Everyone in this world wants love. They want happiness. They want family. They want belonging. They want freedom. They want life. They want kindness. They want help. They want pretty much the same thing as the person next to them. But who loves? And who gives happiness? And who contributes to family? Who helps others belong? Who stands up for freedom? Who protects life? Who is kind? Who helps another? None of them. And it confuses me so much because I don’t understand. Everyone, every person, wants all these things, but doesn’t help anyone else, and sometimes doesn’t even help themselves. How can the world magically shift and change and utopia be created with no one wanting to do the work or with no one putting forth the effort? It will never happen. None of it. None of these wants. None of these things. None of it will ever happen.
It’s such a simple thing in my mind, these are such simple things: to love, to give happiness, to contribute to family, to help others belong, to stand up for freedom, to protect life, to be kind, and to help others. Why is no one doing it?
Selfishness, ego, and pride, three terrible things that destroys everything good and worthwhile.
I was once asked what good things I did that helped someone else out. Did I go volunteer at the homeless shelters? Did I feed the hungry? Did I leave bags of groceries on door steps anonymously?
I’m not a people person, I said. If someone was to wait for me to suddenly be inhabited by the spirit of Mother Teresa (which will never happen as I’m against possession), then they will wait forever. It’s a strange thing, that people want an itemized list of good deeds to measure someone with. Does doing good things and having people know about them, winning awards for them, being featured on television, does all of that really make someone a good person? People should just be kinder. People do not need to win awards or have the praises of others to tell them they’re doing something good. But that’s the world today. They all just want to see. Show me what good things you’ve done. Show me.
I can’t. I can’t show awards and medals, certificates and video links, testimonies and work hours. I don’t have any of that. And I don’t want any of that. What good does any of that do me? You help someone. You tell other people about it. They praise you on what a kind, wonderful person you are. Why did you help someone? Was it to help them or was it to help yourself? The things that people do in secret will be shown outwardly in their lives. I’m not a people person, but I have plenty of friends, and my friends are happy with me and I’m ok with that.
If we didn’t live in a society of show and tell, our world would be a much better place, a kinder place with gentler people who didn’t require rigorous testing to be deemed worthy of anything at all. Every person is unique. Every person is worthy of all these things: love, happiness, family, belonging, freedom, life, kindness, and help.
People hurt.

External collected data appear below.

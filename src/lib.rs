//! # bundler
//!
//! A static text-inclusion bundler. Include directives such as
//! `//include(path/to/file.js)` are replaced, recursively, by the contents of the
//! file they name, and the composed result is written next to the source under a
//! new name.
//!
//! ## Features
//!
//! - Streaming scanner for `<left><path><right>` directives with custom delimiters
//! - Includes resolve relative to the including file
//! - Cycle detection and a configurable nesting ceiling
//! - Directory mode with symlink following and ignore rules
//! - Content fingerprinted output names for cache busting
//!
//! ## Usage
//!
//! ### As a Library
//!
//! ```no_run
//! use bundler::{BundleConfig, bundle_file};
//! use std::path::Path;
//!
//! let config = BundleConfig::default();
//! match bundle_file(Path::new("assets/app.js"), None, &config) {
//!     Ok(file) => println!("{}", file.new_path.display()),
//!     Err(e) => eprintln!("Error: {}", e),
//! }
//! ```
//!
//! ### As a CLI Tool
//!
//! ```bash
//! # Bundle a file into app-<fingerprint>.js
//! bundler assets/app.js
//!
//! # Bundle a whole tree, naming outputs <stem>-prod.<ext>
//! bundler assets -o prod --ignore '/vendor/'
//!
//! # Bundle stdin to stdout
//! cat app.js | bundler - -b assets
//! ```

pub mod bundle;
pub mod composer;
pub mod config;
pub mod error;
pub mod filter;
pub mod naming;
pub mod scanner;
pub mod walker;

// Re-export main types and functions for convenience
pub use bundle::{bundle_directory, bundle_file, bundle_stream};
pub use config::{BundleConfig, DEFAULT_LEFT_DELIM, DEFAULT_RIGHT_DELIM, Delimiters};
pub use error::{BundlerError, Result};
pub use filter::{IgnorePredicate, IgnoreRules, NoIgnore};
pub use naming::{OutputName, ProcessedFile};
pub use scanner::{Scanner, Token, TokenKind, scan};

They experience such bad things. How does that not give them sympathy for others that are hurting too? How does pain harden hearts instead of softening them? I don’t understand it. We’ve all experienced disappointments. We’ve all experienced loss. We’ve all experienced abuse. We’ve all experienced bad. How do we all just draw up into our own little shells, trapped in our own little worlds, ignoring everything and everyone around us? Is our hurt that bad that we cannot comfort another from their hurt? Are we afraid of being hurt more? What is life if we stand still, trapped in a cage of our own making by the experiences we’ve gone through and all that we’ve suffered?
The past is gone. It may hurt. It may take time to heal. But it’s gone. It’s over with. And we move on, eventually. Somewhere, a caged bird flies free, whether that cage is of our own making or the entrapment of another, somewhere, a caged bird flies free, not looking back and not trying to be caged again.